Big Four, six SMEs, other SIs win NHS security work

The NHS has signed up 25 companies to provide cybersecurity services under a massive new £250 million framework agreement.

The contract awards fall into three lots: incident management (£90 million), consultancy (£80 million), and personnel (£80 million).

Nine of the contracts were awarded to the Big Four.

Deloitte won across all three lots. Ernst and Young, KPMG and PWC won two each. The NHS had received 60 tenders; 19 from SMEs.

NHS Cyber Security Contracts

A contract award notice notes that NHS Shared Business Services worked closely with NHS Digital to offer an “additional solution to support the existing portfolio of security solutions currently available.”

The note, published May 26, added that the contracts will “provide NHS organisations with an even greater number of cyber security service options and approved suppliers” and “offer services not covered by NHS Digital”.

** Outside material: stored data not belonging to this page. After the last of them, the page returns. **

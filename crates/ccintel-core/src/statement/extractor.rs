//! Template-driven field extraction.

use regex::Regex;
use tracing::{debug, trace};

use super::normalize::normalize;
use crate::models::statement::{FieldMap, FieldName, FieldValue};
use crate::templates::BankTemplate;

/// Applies a bank template's field patterns to statement text.
#[derive(Debug, Clone, Copy, Default)]
pub struct PatternFieldExtractor;

impl PatternFieldExtractor {
    pub fn new() -> Self {
        Self
    }

    /// Extract every field the template defines. Undefined or unmatched
    /// fields are `NotFound`.
    pub fn extract_fields(&self, text: &str, template: &BankTemplate) -> FieldMap {
        let mut fields = FieldMap::not_found();

        for field in FieldName::ALL {
            let value = self.extract_field(text, template, field);
            if value.is_found() {
                debug!("{}: {} matched by pattern", template.bank_key(), field);
            }
            fields.set(field, value);
        }

        fields
    }

    /// First non-empty normalized capture across the field's patterns.
    pub fn extract_field(&self, text: &str, template: &BankTemplate, field: FieldName) -> FieldValue {
        template
            .field_patterns(field)
            .iter()
            .find_map(|pattern| first_capture(pattern, text, field))
            .unwrap_or(FieldValue::NotFound)
    }
}

fn first_capture(pattern: &Regex, text: &str, field: FieldName) -> Option<FieldValue> {
    // Patterns without a group yield the whole match.
    let group = if pattern.captures_len() > 1 { 1 } else { 0 };

    pattern.captures_iter(text).find_map(|caps| {
        let raw = caps.get(group)?.as_str();
        let value = normalize(field, raw);
        trace!("{} pattern {:?} captured {:?}", field, pattern.as_str(), raw);
        value.is_found().then_some(value)
    })
}

#[cfg(test)]
mod tests {
    use super::*;
    use crate::templates::{TemplateSpec, TemplateTable};
    use pretty_assertions::assert_eq;

    fn found(v: &str) -> FieldValue {
        FieldValue::Found(v.to_string())
    }

    fn extract_builtin(bank_key: &str, text: &str) -> FieldMap {
        let template = TemplateTable::builtin().get(bank_key).unwrap();
        PatternFieldExtractor::new().extract_fields(text, template)
    }

    #[test]
    fn test_extract_hdfc_statement() {
        let text = r#"
            HDFC Bank Credit Card Statement
            Statement Date : 15/03/2024
            Payment Due Date : 04/04/2024
            Card No: 4375 XXXX XXXX 1234
            Total Dues : ₹ 12,345.67
            Minimum Amount Due : ₹ 620.00
        "#;

        let fields = extract_builtin("hdfc", text);

        assert_eq!(fields.get(FieldName::StatementDate), &found("15/03/2024"));
        assert_eq!(fields.get(FieldName::PaymentDueDate), &found("04/04/2024"));
        assert_eq!(fields.get(FieldName::CardLast4Digits), &found("1234"));
        assert_eq!(fields.get(FieldName::TotalDue), &found("12345.67"));
        assert_eq!(fields.get(FieldName::MinPayment), &found("620.00"));
    }

    #[test]
    fn test_extract_icici_statement() {
        let text = r#"
            ICICI Bank Credit Card
            Statement Date March 15, 2024
            Payment Due Date April 2, 2024
            Card Number 4315XXXXXXXX5678
            Total Amount due ₹34,500.00
            Minimum Amount due ₹1,725.00
        "#;

        let fields = extract_builtin("icici", text);

        assert_eq!(fields.get(FieldName::StatementDate), &found("March 15, 2024"));
        assert_eq!(fields.get(FieldName::PaymentDueDate), &found("April 2, 2024"));
        assert_eq!(fields.get(FieldName::CardLast4Digits), &found("5678"));
        assert_eq!(fields.get(FieldName::TotalDue), &found("34500.00"));
        assert_eq!(fields.get(FieldName::MinPayment), &found("1725.00"));
    }

    #[test]
    fn test_extract_sbi_statement() {
        let text = r#"
            SBI Card Monthly Statement
            Statement Date: 10 Mar 2024
            Payment Due Date: 30 Mar 2024
            Credit Card Number XXXX XXXX XXXX 9012
            Total Amount Due (₹) 8,250.00
            Minimum Amount Due (₹) 412.50
        "#;

        let fields = extract_builtin("sbi", text);

        assert_eq!(fields.get(FieldName::StatementDate), &found("10 Mar 2024"));
        assert_eq!(fields.get(FieldName::PaymentDueDate), &found("30 Mar 2024"));
        assert_eq!(fields.get(FieldName::CardLast4Digits), &found("9012"));
        assert_eq!(fields.get(FieldName::TotalDue), &found("8250.00"));
        assert_eq!(fields.get(FieldName::MinPayment), &found("412.50"));
    }

    #[test]
    fn test_extract_axis_statement() {
        let text = r#"
            Axis Bank
            Statement Generation Date 12/03/2024
            Payment Due Date 01/04/2024
            Card No. 5123 45** **** 3456
            Total Payment Due 15,670.25 Dr
            Minimum Payment Due 783.50 Dr
        "#;

        let fields = extract_builtin("axis", text);

        assert_eq!(fields.get(FieldName::StatementDate), &found("12/03/2024"));
        assert_eq!(fields.get(FieldName::PaymentDueDate), &found("01/04/2024"));
        assert_eq!(fields.get(FieldName::CardLast4Digits), &found("3456"));
        assert_eq!(fields.get(FieldName::TotalDue), &found("15670.25"));
        assert_eq!(fields.get(FieldName::MinPayment), &found("783.50"));
    }

    #[test]
    fn test_extract_kotak_statement() {
        let text = r#"
            Kotak Mahindra Bank Credit Card Statement
            Statement Date 18-Mar-2024
            Remember to Pay By 07-Apr-2024
            Primary Card Number 4147XXXXXXXX7890
            Total Amount Due Rs. 22,110.00
            Minimum Amount Due Rs. 1,105.50
        "#;

        let fields = extract_builtin("kotak", text);

        assert_eq!(fields.get(FieldName::StatementDate), &found("18-Mar-2024"));
        assert_eq!(fields.get(FieldName::PaymentDueDate), &found("07-Apr-2024"));
        assert_eq!(fields.get(FieldName::CardLast4Digits), &found("7890"));
        assert_eq!(fields.get(FieldName::TotalDue), &found("22110.00"));
        assert_eq!(fields.get(FieldName::MinPayment), &found("1105.50"));
    }

    #[test]
    fn test_missing_field_is_independent() {
        let text = "HDFC Bank\nPayment Due Date : 04/04/2024\n";
        let fields = extract_builtin("hdfc", text);

        assert_eq!(fields.get(FieldName::PaymentDueDate), &found("04/04/2024"));
        assert_eq!(fields.get(FieldName::TotalDue), &FieldValue::NotFound);
        assert_eq!(fields.get(FieldName::StatementDate), &FieldValue::NotFound);
    }

    #[test]
    fn test_pattern_order_within_field() {
        let table = TemplateTable::from_specs([TemplateSpec::new("acme", ["Acme"])
            .with_identifiers(["Acme"])
            .with_field(
                FieldName::StatementDate,
                [r"Statement\s+Date\s+(\d{4}-\d{2}-\d{2})", r"Date\s+(\S+)"],
            )])
        .unwrap();
        let template = table.get("acme").unwrap();
        let extractor = PatternFieldExtractor::new();

        let precise = extractor.extract_field(
            "Date 01/02/2024 Statement Date 2024-03-15",
            template,
            FieldName::StatementDate,
        );
        assert_eq!(precise, found("2024-03-15"));

        let loose = extractor.extract_field("Date 01/02/2024", template, FieldName::StatementDate);
        assert_eq!(loose, found("01/02/2024"));
    }

    #[test]
    fn test_pattern_without_group_uses_whole_match() {
        let table = TemplateTable::from_specs([TemplateSpec::new("acme", ["Acme"])
            .with_identifiers(["Acme"])
            .with_field(FieldName::CardLast4Digits, [r"\b\d{4}\b"])])
        .unwrap();
        let template = table.get("acme").unwrap();

        let value = PatternFieldExtractor::new().extract_field(
            "card ending 4321",
            template,
            FieldName::CardLast4Digits,
        );
        assert_eq!(value, found("4321"));
    }

    #[test]
    fn test_empty_capture_falls_through() {
        let table = TemplateTable::from_specs([TemplateSpec::new("acme", ["Acme"])
            .with_identifiers(["Acme"])
            .with_field(
                FieldName::TotalDue,
                [r"Total\s+Due\s*:\s*(₹?)", r"Amount\s+Payable\s*:\s*([\d,.]+)"],
            )])
        .unwrap();
        let template = table.get("acme").unwrap();

        let value = PatternFieldExtractor::new().extract_field(
            "Total Due: ₹\nAmount Payable: 9,999.00",
            template,
            FieldName::TotalDue,
        );
        assert_eq!(value, found("9999.00"));
    }

    #[test]
    fn test_undefined_field_is_not_found() {
        let table = TemplateTable::from_specs([TemplateSpec::new("acme", ["Acme"])
            .with_identifiers(["Acme"])])
        .unwrap();
        let template = table.get("acme").unwrap();

        let fields = PatternFieldExtractor::new().extract_fields("Acme Total Due 10.00", template);
        assert_eq!(fields.found_count(), 0);
    }
}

(NHS Digital can’t provide incident response or personnel).

The contract awards span the following:

Incident Management: This will include “provision of urgent incident response capability for large-scale or local incidents, offering approved organisations the ability to quickly call down expert resource to support incident control, containment, resolution and remediation.”

Consultancy: This will include “access to ad-hoc or ongoing professional services” to be defined locally by NHS Trusts.

Personnel: This will span the “supply of specialist personnel to support approved organisation existing in-house capability… [and] support approved organisations to reduce their exposure to threats, improve security defences and support in the event of cyber incidents.”

Of the companies outside the Big Four, four cyber security enterprises managed to win a contract in each lot; security company Softcat, CSC Computer Sciences, Commissum Associates and Accenture UK.

Some of these companies are already working closely with the NHS. Just last week Accenture said it had managed to put all 1.2 million employees of the NHS onto Microsoft Teams within one week.

The cyber security framework was designed by the NHS Shared Business Service, in partnership with the National Cyber Security Centre, The ISC (International Standard for Information Security) and Cyber Essentials.

Each company vying for a contract had to be certified to be Cyber Essentials Plus or higher. The entire procurement process took six to nine months at the approximated cost of £25,000 per each contracting authority.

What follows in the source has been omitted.